Task statement ->
Find the string "HistoryConfig" in the records. Copy each line that has it.

━━━ Provided entries ━━━

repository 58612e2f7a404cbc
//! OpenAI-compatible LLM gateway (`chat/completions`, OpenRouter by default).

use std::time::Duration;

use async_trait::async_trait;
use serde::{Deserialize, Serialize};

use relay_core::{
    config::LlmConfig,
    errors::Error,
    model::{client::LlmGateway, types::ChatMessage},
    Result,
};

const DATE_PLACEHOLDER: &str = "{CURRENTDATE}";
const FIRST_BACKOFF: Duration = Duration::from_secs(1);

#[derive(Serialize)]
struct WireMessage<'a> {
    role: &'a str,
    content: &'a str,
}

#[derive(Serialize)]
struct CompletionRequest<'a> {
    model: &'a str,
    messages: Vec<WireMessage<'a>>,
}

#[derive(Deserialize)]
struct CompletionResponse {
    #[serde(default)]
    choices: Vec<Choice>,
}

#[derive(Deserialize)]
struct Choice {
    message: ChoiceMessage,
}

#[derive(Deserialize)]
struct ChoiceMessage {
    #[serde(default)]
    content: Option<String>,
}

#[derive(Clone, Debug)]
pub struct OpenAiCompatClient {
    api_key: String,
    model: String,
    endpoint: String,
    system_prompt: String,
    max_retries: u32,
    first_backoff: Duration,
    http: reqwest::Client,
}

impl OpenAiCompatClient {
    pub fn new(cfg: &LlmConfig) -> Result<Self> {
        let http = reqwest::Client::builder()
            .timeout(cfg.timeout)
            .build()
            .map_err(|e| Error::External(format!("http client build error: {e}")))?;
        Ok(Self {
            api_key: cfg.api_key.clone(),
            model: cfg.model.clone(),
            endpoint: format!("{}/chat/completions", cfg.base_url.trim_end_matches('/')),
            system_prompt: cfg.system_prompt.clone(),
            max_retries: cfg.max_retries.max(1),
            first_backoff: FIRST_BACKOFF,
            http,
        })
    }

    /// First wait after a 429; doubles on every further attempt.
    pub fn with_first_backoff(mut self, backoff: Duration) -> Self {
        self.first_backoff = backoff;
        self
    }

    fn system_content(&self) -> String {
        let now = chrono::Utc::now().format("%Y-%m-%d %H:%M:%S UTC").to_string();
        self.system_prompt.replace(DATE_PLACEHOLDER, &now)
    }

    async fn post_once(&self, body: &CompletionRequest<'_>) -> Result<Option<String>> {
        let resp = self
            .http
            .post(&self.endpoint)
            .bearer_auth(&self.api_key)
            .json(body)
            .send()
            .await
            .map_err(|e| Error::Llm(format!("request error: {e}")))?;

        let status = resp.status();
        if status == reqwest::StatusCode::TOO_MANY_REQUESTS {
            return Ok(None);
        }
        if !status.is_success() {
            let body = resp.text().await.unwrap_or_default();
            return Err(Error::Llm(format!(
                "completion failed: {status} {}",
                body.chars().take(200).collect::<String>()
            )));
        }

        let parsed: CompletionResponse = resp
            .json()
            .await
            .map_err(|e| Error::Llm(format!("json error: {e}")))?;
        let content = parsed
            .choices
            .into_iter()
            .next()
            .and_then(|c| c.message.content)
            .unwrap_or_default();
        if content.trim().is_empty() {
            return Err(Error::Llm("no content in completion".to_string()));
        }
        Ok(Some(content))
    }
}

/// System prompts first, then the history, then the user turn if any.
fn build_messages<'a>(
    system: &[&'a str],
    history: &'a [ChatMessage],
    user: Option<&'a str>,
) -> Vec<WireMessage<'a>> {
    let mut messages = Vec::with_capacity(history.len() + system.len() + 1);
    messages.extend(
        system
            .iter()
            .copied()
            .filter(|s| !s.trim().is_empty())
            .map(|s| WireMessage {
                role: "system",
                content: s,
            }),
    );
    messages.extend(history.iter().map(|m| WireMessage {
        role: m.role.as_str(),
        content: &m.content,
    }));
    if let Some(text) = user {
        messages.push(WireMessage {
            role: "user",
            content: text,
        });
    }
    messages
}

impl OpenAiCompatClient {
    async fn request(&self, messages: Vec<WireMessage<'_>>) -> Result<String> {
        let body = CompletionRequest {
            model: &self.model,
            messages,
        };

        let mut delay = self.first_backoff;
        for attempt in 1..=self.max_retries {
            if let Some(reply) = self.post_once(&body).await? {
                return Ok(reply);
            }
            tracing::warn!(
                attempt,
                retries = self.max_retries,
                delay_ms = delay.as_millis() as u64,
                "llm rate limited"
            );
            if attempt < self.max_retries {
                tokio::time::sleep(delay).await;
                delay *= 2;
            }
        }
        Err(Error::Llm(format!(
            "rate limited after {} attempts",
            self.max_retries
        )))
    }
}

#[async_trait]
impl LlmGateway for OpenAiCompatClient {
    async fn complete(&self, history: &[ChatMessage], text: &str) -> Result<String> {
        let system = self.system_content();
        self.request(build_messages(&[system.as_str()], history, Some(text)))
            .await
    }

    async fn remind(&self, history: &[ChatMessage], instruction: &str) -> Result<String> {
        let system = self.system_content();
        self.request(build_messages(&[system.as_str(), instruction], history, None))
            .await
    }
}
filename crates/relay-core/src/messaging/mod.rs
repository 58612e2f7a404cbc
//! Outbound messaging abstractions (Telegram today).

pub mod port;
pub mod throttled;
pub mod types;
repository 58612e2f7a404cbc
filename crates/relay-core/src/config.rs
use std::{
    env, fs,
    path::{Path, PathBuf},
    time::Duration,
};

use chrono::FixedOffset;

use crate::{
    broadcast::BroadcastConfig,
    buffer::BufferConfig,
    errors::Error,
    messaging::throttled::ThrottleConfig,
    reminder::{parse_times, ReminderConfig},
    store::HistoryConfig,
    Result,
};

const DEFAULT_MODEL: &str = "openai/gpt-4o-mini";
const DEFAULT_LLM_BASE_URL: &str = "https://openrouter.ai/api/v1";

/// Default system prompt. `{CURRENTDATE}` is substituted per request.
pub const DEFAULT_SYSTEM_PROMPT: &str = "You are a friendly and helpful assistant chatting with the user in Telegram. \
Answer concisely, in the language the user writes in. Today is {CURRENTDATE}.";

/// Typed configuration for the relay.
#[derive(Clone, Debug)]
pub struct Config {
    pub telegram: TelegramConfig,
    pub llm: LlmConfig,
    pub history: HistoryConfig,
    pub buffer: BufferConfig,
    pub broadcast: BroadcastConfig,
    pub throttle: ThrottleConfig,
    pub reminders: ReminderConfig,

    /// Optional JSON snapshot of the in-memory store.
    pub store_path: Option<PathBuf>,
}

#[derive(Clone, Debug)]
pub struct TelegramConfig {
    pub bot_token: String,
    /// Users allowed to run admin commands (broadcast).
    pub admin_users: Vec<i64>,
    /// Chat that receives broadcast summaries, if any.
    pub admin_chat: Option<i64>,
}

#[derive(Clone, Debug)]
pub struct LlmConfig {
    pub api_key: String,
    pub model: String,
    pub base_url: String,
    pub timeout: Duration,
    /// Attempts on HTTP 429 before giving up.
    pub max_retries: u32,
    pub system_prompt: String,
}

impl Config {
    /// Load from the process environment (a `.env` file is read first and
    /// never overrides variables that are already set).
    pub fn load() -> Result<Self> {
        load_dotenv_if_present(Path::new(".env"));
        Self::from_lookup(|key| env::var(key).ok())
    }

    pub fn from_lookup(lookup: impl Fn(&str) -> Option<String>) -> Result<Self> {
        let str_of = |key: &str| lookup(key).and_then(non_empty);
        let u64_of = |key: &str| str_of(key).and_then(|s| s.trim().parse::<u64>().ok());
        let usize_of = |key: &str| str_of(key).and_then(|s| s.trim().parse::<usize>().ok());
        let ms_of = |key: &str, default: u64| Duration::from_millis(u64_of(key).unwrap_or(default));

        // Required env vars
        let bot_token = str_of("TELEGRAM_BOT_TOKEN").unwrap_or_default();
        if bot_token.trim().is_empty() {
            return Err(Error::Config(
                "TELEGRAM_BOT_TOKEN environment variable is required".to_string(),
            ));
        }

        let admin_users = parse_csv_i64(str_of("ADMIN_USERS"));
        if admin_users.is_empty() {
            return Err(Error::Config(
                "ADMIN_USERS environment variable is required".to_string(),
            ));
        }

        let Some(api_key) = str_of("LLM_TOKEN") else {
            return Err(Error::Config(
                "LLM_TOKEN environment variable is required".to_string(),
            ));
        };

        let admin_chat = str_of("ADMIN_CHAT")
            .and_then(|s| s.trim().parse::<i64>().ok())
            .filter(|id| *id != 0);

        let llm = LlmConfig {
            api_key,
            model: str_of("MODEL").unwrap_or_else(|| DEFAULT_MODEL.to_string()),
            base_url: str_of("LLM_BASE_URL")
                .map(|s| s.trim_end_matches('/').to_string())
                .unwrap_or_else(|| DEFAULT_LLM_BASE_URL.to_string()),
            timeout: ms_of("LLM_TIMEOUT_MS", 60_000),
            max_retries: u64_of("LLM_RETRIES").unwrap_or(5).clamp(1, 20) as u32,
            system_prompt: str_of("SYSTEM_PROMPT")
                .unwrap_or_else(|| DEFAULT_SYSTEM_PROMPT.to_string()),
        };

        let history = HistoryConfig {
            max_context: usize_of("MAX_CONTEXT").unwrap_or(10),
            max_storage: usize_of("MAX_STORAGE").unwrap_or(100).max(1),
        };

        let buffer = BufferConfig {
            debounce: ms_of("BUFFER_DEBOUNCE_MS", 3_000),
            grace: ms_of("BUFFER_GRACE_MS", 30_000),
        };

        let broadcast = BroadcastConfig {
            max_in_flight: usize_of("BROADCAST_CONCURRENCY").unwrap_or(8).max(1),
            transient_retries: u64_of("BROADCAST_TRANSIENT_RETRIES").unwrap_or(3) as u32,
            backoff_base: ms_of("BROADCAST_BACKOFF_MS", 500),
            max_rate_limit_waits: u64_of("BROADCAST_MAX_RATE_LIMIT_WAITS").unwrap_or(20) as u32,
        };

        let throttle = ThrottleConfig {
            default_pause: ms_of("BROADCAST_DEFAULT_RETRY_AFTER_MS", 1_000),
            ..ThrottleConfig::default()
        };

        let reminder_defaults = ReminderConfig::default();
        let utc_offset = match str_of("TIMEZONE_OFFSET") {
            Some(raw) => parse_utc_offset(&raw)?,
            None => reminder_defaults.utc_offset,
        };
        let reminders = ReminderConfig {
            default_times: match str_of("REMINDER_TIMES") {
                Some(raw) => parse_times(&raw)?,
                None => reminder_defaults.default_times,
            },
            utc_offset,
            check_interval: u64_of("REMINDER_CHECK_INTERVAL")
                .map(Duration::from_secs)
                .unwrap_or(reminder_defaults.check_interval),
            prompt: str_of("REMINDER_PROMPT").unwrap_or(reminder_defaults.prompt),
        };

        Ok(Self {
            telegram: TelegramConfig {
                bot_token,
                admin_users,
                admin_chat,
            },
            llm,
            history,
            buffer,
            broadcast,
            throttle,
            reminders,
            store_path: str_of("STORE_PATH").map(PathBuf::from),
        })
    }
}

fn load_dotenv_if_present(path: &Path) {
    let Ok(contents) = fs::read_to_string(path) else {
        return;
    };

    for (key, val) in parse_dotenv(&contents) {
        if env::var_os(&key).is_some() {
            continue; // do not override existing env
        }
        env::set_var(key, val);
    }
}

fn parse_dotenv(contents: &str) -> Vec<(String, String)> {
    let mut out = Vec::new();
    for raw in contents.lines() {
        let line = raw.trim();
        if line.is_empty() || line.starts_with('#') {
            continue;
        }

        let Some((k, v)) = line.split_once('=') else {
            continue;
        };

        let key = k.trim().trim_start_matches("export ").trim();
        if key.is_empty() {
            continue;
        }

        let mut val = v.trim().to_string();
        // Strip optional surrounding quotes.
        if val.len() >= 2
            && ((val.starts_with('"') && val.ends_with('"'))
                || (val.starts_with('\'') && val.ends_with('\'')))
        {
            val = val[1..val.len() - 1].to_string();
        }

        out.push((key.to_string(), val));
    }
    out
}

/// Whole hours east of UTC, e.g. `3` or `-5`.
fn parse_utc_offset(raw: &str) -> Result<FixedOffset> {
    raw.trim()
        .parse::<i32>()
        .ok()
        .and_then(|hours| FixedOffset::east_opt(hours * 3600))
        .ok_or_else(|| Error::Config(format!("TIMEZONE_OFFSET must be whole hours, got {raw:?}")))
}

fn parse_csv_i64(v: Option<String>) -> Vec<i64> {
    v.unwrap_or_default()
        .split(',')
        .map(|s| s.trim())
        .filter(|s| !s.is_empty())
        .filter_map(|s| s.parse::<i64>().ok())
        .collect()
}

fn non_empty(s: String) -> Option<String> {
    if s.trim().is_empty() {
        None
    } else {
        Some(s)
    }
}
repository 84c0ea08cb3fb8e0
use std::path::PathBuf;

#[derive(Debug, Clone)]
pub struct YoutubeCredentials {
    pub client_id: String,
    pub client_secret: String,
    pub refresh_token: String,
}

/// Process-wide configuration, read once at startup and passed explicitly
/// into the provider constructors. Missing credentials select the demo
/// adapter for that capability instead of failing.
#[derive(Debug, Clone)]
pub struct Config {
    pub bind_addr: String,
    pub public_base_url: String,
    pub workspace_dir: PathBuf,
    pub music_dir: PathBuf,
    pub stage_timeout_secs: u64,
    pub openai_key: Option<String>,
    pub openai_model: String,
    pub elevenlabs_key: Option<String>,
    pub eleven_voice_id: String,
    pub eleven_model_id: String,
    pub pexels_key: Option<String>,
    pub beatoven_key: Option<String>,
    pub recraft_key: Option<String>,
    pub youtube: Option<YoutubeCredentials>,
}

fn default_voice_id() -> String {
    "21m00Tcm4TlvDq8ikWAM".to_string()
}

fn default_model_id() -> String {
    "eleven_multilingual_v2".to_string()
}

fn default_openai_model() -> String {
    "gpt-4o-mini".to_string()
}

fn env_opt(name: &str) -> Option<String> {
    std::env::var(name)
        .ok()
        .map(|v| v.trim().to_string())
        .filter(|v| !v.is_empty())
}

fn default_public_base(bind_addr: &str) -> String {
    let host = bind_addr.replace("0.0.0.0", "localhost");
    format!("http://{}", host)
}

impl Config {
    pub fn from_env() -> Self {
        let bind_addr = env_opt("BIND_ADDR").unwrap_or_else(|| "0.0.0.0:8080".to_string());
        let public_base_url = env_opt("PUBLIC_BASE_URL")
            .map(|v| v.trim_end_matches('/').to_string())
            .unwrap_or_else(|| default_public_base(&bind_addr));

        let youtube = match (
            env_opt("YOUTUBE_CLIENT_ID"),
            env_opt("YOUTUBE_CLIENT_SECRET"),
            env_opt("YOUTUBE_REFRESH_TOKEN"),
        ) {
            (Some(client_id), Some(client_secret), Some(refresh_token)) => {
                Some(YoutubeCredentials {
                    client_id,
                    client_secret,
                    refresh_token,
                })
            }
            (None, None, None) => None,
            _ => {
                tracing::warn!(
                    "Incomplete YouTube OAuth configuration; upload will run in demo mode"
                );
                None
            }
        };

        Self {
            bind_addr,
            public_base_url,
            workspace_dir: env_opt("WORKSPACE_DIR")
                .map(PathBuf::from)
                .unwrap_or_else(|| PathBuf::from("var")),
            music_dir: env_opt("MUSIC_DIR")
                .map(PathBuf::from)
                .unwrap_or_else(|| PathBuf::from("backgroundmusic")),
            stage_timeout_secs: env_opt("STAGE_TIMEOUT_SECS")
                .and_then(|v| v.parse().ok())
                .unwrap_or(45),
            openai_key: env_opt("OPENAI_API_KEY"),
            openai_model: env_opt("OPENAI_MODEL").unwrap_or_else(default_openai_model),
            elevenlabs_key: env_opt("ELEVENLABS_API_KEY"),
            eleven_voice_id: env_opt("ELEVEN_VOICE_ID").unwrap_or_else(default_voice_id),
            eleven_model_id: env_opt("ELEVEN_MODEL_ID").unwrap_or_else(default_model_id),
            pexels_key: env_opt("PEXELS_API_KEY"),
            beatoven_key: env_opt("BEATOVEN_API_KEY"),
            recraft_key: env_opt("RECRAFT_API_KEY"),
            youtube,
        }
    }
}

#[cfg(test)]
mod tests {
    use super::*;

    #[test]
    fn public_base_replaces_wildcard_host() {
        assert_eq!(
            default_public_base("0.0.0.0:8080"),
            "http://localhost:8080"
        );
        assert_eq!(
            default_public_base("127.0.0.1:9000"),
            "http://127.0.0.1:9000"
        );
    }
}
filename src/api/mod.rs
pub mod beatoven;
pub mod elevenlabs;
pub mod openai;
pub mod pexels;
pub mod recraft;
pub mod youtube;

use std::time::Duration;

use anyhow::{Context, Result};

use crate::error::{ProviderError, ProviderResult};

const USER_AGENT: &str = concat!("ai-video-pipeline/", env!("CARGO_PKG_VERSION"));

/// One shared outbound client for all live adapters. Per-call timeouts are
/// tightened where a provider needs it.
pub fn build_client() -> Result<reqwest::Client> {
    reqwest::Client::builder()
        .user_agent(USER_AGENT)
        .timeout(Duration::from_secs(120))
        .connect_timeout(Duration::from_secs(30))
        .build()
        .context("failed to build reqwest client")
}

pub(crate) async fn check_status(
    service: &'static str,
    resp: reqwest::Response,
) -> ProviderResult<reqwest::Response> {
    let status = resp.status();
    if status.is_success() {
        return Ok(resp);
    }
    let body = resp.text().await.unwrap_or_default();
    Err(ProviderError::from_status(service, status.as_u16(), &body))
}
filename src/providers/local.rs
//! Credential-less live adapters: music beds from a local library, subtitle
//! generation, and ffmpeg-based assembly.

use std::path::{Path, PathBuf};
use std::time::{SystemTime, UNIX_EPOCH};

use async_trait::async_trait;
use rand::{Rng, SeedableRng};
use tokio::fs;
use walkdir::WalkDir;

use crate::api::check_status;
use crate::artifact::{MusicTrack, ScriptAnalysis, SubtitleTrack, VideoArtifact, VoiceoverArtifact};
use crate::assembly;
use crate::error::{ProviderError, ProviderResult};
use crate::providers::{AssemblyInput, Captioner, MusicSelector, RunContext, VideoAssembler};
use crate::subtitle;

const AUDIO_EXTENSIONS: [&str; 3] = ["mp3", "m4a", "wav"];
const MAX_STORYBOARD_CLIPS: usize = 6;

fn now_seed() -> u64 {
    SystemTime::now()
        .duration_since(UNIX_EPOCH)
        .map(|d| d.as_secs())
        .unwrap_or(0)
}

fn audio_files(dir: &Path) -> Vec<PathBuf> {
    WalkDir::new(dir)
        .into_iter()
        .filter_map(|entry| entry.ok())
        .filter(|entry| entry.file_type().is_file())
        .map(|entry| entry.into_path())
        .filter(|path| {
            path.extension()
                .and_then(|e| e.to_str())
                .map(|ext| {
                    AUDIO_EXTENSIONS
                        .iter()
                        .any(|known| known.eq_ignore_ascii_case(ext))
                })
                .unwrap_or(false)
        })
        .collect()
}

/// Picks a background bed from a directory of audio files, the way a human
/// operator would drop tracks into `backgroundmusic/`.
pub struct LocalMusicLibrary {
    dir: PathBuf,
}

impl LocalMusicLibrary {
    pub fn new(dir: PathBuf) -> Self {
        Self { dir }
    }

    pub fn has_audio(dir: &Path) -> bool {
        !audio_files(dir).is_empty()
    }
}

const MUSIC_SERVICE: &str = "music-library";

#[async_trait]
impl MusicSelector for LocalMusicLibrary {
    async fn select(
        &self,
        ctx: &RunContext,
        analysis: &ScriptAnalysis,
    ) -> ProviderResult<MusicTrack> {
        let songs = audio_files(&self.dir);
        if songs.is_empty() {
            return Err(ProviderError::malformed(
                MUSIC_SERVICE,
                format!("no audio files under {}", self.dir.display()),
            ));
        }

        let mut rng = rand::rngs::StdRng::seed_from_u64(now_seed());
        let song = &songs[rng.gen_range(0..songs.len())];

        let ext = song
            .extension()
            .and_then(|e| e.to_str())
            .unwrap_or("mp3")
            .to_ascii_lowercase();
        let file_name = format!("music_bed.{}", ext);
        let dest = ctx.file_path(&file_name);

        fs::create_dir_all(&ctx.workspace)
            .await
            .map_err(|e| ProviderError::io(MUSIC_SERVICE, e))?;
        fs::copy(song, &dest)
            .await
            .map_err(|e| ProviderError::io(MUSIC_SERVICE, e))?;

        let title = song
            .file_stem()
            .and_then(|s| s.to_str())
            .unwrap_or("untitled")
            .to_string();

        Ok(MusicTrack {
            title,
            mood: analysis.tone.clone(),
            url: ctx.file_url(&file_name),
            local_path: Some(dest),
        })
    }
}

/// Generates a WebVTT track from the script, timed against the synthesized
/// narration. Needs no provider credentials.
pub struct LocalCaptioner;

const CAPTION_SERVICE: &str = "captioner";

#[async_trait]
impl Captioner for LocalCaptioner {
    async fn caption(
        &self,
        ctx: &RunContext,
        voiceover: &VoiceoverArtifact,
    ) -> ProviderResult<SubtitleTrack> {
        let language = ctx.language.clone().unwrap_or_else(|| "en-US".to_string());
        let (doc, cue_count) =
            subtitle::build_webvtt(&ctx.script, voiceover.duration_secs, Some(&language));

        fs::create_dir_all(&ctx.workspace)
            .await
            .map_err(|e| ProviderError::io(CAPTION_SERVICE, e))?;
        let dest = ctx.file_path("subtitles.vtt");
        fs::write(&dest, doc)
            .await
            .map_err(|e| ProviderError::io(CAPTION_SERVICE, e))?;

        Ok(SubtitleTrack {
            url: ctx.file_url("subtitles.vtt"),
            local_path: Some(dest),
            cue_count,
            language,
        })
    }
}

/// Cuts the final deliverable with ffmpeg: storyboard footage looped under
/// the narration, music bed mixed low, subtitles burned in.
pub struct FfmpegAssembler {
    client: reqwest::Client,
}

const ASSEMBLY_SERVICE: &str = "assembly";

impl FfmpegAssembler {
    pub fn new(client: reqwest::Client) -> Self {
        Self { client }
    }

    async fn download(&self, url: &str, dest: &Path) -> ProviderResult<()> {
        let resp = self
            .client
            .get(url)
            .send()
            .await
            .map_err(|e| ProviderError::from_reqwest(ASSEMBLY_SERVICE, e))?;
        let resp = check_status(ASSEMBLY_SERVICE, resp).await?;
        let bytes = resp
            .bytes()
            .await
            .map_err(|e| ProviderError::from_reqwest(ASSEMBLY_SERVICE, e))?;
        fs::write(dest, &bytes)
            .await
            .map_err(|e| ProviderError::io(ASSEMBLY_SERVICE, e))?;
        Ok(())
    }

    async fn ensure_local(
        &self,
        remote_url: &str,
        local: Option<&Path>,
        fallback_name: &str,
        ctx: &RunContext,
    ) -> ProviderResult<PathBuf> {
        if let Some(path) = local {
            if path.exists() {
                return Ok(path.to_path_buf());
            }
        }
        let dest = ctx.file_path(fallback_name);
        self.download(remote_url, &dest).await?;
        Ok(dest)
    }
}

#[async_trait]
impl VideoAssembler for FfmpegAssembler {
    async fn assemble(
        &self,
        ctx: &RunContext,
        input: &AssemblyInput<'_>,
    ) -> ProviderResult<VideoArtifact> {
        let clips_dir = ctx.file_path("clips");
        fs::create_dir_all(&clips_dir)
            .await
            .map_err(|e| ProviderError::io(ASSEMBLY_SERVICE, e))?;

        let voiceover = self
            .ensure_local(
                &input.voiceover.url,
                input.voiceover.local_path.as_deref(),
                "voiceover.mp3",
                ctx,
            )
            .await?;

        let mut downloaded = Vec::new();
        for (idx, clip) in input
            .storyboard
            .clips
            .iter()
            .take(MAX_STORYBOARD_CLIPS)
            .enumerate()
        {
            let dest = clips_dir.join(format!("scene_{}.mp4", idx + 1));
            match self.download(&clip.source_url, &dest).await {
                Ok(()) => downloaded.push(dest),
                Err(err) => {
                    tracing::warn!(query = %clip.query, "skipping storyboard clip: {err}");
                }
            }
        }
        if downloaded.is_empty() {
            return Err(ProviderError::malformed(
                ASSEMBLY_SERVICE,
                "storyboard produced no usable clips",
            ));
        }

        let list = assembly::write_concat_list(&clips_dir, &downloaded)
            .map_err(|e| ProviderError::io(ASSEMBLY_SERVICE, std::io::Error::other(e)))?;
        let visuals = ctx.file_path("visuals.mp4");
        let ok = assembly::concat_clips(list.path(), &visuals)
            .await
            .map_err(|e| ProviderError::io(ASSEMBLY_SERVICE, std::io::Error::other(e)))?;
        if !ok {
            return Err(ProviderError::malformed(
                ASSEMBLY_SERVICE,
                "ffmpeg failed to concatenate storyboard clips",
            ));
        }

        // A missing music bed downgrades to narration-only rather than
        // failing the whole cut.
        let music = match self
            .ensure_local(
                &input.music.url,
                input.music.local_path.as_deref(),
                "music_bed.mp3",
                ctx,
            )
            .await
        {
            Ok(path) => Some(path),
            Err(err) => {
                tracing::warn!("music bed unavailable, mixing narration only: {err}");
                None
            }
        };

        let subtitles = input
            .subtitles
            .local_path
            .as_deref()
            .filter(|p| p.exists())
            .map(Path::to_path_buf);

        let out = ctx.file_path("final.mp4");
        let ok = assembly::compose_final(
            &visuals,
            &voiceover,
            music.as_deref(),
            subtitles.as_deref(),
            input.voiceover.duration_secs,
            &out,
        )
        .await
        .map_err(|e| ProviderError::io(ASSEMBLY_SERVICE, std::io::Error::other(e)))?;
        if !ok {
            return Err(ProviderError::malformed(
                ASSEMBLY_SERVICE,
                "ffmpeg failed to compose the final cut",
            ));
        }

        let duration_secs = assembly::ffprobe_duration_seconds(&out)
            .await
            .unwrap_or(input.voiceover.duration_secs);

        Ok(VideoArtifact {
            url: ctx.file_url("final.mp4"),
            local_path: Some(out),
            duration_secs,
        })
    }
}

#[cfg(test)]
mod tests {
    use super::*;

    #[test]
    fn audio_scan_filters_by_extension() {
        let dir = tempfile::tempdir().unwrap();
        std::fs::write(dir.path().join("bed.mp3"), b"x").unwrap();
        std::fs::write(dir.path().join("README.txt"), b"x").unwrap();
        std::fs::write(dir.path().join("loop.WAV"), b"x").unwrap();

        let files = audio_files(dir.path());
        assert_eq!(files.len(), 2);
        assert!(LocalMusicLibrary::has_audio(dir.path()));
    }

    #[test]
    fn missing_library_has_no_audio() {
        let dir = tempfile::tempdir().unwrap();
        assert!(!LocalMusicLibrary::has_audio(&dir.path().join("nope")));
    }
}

━━━

Solution for this task ->
    store::HistoryConfig,
    pub history: HistoryConfig,
        let history = HistoryConfig {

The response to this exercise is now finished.